*** Opening of Exercise materials ***

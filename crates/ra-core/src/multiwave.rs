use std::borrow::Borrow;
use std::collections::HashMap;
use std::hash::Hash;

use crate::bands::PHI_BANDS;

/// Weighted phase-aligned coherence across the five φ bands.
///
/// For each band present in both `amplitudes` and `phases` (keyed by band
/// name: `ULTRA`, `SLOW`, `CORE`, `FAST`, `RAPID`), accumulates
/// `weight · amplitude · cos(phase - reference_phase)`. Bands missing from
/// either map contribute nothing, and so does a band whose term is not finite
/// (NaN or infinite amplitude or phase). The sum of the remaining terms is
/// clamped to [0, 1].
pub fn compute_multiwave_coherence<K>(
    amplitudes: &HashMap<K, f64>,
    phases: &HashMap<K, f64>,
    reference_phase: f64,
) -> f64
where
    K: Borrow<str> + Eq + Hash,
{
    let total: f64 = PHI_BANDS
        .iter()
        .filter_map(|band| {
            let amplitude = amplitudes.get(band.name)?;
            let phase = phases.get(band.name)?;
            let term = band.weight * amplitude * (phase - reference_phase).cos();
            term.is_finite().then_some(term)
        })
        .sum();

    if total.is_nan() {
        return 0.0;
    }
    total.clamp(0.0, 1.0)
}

*** Close of Exercise materials ***
*** Opening of Exercise materials ***

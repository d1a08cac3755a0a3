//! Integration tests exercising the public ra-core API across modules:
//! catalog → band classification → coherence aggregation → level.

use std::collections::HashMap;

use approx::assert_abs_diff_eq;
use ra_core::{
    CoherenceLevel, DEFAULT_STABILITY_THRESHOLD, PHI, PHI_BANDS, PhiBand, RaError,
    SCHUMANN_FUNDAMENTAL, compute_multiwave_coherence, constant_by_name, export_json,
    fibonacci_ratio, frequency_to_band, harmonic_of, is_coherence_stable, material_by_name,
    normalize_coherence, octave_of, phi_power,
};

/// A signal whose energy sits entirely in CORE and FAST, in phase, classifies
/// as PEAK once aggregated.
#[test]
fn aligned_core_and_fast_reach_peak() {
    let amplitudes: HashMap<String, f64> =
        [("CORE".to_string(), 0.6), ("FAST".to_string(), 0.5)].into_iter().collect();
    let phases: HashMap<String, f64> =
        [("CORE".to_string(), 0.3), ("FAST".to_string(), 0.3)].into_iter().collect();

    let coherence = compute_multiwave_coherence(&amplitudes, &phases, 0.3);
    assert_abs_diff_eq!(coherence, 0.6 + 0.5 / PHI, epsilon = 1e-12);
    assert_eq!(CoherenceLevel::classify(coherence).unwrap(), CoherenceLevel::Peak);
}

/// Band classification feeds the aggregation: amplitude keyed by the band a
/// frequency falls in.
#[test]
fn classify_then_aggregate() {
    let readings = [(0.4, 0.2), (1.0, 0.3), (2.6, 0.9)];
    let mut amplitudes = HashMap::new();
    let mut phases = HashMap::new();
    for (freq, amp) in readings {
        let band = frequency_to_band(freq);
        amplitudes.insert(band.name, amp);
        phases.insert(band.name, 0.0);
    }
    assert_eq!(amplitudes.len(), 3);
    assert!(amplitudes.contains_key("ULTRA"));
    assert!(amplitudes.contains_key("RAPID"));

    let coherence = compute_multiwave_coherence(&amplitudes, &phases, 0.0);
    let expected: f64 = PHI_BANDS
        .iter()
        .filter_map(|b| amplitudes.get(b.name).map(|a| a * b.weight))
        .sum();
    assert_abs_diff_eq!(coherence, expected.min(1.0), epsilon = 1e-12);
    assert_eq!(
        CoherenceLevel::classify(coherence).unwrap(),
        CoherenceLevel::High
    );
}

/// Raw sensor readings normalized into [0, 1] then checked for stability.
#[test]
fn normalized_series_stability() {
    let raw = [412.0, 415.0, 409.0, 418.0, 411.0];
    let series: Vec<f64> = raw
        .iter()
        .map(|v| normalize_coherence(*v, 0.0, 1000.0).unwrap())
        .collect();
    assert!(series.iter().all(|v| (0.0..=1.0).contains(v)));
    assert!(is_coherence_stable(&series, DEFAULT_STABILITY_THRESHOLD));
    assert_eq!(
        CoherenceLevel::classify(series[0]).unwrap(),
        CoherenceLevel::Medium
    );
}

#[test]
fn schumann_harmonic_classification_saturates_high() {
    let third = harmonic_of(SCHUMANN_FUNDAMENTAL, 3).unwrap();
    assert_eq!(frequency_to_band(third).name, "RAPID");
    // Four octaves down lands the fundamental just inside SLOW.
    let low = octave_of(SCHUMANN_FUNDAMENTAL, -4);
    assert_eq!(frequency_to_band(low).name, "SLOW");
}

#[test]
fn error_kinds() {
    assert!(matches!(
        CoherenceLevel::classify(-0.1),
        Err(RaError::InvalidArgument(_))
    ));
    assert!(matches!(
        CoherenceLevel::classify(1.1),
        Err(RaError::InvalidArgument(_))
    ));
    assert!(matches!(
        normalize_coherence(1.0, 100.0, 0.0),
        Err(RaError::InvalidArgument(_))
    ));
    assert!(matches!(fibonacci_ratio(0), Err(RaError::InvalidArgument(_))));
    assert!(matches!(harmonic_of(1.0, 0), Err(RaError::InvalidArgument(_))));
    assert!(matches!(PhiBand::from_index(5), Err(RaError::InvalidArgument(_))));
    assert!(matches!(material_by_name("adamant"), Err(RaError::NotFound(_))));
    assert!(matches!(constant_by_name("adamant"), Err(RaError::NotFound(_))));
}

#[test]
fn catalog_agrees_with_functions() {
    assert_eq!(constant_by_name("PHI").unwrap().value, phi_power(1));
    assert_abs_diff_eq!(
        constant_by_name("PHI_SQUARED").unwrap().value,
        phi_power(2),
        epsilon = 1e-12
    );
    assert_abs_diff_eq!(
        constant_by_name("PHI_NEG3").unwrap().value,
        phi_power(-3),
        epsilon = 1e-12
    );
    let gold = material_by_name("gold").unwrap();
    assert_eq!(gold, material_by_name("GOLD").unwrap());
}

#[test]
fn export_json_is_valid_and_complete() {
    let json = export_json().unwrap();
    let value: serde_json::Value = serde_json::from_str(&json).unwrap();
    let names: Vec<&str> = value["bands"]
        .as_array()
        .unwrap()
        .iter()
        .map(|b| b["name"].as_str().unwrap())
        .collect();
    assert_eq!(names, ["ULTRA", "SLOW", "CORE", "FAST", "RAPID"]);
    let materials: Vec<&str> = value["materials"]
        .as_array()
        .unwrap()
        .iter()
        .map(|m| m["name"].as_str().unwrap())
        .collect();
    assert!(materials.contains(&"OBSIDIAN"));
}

*** Close of Exercise materials ***

Report every line of the preceding listing where the string "whose" occurs.

/// either map contribute nothing, and so does a band whose term is not finite
/// A signal whose energy sits entirely in CORE and FAST, in phase, classifies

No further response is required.